PROMPT: Retype every line of the data, keeping each word exactly.

DATA PROVIDED:
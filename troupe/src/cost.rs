//! Cost accounting for session results.
//!
//! Engines attach one [`CostEntry`] per billed model call. The reporter sums
//! the totals and formats them as currency; overflow at realistic scales is
//! not a concern.

use serde::{Deserialize, Serialize};
use std::ops::{Add, AddAssign};

/// Token counts for one model call.
#[derive(Debug, Clone, Copy, Default, PartialEq, Eq, Serialize, Deserialize)]
pub struct Usage {
    /// Tokens in the input/prompt.
    #[serde(default, alias = "prompt_tokens")]
    pub input_tokens: u32,
    /// Tokens in the output/completion.
    #[serde(default, alias = "completion_tokens")]
    pub output_tokens: u32,
    /// Total tokens (input + output).
    #[serde(default)]
    pub total_tokens: u32,
}

impl Usage {
    /// Create a usage record.
    #[must_use]
    pub const fn new(input_tokens: u32, output_tokens: u32) -> Self {
        Self {
            input_tokens,
            output_tokens,
            total_tokens: input_tokens + output_tokens,
        }
    }
}

impl Add for Usage {
    type Output = Self;

    fn add(self, rhs: Self) -> Self {
        Self {
            input_tokens: self.input_tokens + rhs.input_tokens,
            output_tokens: self.output_tokens + rhs.output_tokens,
            total_tokens: self.total_tokens + rhs.total_tokens,
        }
    }
}

impl AddAssign for Usage {
    fn add_assign(&mut self, rhs: Self) {
        *self = *self + rhs;
    }
}

/// Billed cost for one model call.
#[derive(Debug, Clone, PartialEq, Serialize, Deserialize)]
pub struct CostEntry {
    /// Model name the call was billed against.
    pub model: String,
    /// Cost in dollars.
    pub total_cost: f64,
    /// Token breakdown, when the provider reports one.
    #[serde(default, skip_serializing_if = "Option::is_none")]
    pub usage: Option<Usage>,
}

impl CostEntry {
    /// Entry with a dollar total and no token breakdown.
    #[must_use]
    pub fn new(model: impl Into<String>, total_cost: f64) -> Self {
        Self {
            model: model.into(),
            total_cost,
            usage: None,
        }
    }

    /// Attach a token breakdown.
    #[must_use]
    pub fn with_usage(mut self, usage: Usage) -> Self {
        self.usage = Some(usage);
        self
    }
}

/// Sum every entry's total and format as currency.
///
/// An empty sequence yields `"$0.00"`.
#[must_use]
pub fn summarize_cost(entries: &[CostEntry]) -> String {
    format_usd(entries.iter().map(|entry| entry.total_cost).sum())
}

/// Format a dollar amount with two decimal places and thousands separators.
#[must_use]
pub fn format_usd(amount: f64) -> String {
    let cents = (amount * 100.0).round() as i64;
    let sign = if cents < 0 { "-" } else { "" };
    let cents = cents.abs();
    let frac = cents % 100;

    let digits = (cents / 100).to_string();
    let mut grouped = String::with_capacity(digits.len() + digits.len() / 3);
    for (i, ch) in digits.chars().enumerate() {
        if i > 0 && (digits.len() - i) % 3 == 0 {
            grouped.push(',');
        }
        grouped.push(ch);
    }

    format!("{sign}${grouped}.{frac:02}")
}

EXPECTED ANSWER:
filename troupe/src/cost.rs
//! Cost accounting for session results.
//!
//! Engines attach one [`CostEntry`] per billed model call. The reporter sums
//! the totals and formats them as currency; overflow at realistic scales is
//! not a concern.

use serde::{Deserialize, Serialize};
use std::ops::{Add, AddAssign};

/// Token counts for one model call.
#[derive(Debug, Clone, Copy, Default, PartialEq, Eq, Serialize, Deserialize)]
pub struct Usage {
    /// Tokens in the input/prompt.
    #[serde(default, alias = "prompt_tokens")]
    pub input_tokens: u32,
    /// Tokens in the output/completion.
    #[serde(default, alias = "completion_tokens")]
    pub output_tokens: u32,
    /// Total tokens (input + output).
    #[serde(default)]
    pub total_tokens: u32,
}

impl Usage {
    /// Create a usage record.
    #[must_use]
    pub const fn new(input_tokens: u32, output_tokens: u32) -> Self {
        Self {
            input_tokens,
            output_tokens,
            total_tokens: input_tokens + output_tokens,
        }
    }
}

impl Add for Usage {
    type Output = Self;

    fn add(self, rhs: Self) -> Self {
        Self {
            input_tokens: self.input_tokens + rhs.input_tokens,
            output_tokens: self.output_tokens + rhs.output_tokens,
            total_tokens: self.total_tokens + rhs.total_tokens,
        }
    }
}

impl AddAssign for Usage {
    fn add_assign(&mut self, rhs: Self) {
        *self = *self + rhs;
    }
}

/// Billed cost for one model call.
#[derive(Debug, Clone, PartialEq, Serialize, Deserialize)]
pub struct CostEntry {
    /// Model name the call was billed against.
    pub model: String,
    /// Cost in dollars.
    pub total_cost: f64,
    /// Token breakdown, when the provider reports one.
    #[serde(default, skip_serializing_if = "Option::is_none")]
    pub usage: Option<Usage>,
}

impl CostEntry {
    /// Entry with a dollar total and no token breakdown.
    #[must_use]
    pub fn new(model: impl Into<String>, total_cost: f64) -> Self {
        Self {
            model: model.into(),
            total_cost,
            usage: None,
        }
    }

    /// Attach a token breakdown.
    #[must_use]
    pub fn with_usage(mut self, usage: Usage) -> Self {
        self.usage = Some(usage);
        self
    }
}

/// Sum every entry's total and format as currency.
///
/// An empty sequence yields `"$0.00"`.
#[must_use]
pub fn summarize_cost(entries: &[CostEntry]) -> String {
    format_usd(entries.iter().map(|entry| entry.total_cost).sum())
}

/// Format a dollar amount with two decimal places and thousands separators.
#[must_use]
pub fn format_usd(amount: f64) -> String {
    let cents = (amount * 100.0).round() as i64;
    let sign = if cents < 0 { "-" } else { "" };
    let cents = cents.abs();
    let frac = cents % 100;

    let digits = (cents / 100).to_string();
    let mut grouped = String::with_capacity(digits.len() + digits.len() / 3);
    for (i, ch) in digits.chars().enumerate() {
        if i > 0 && (digits.len() - i) % 3 == 0 {
            grouped.push(',');
        }
        grouped.push(ch);
    }

    format!("{sign}${grouped}.{frac:02}")
}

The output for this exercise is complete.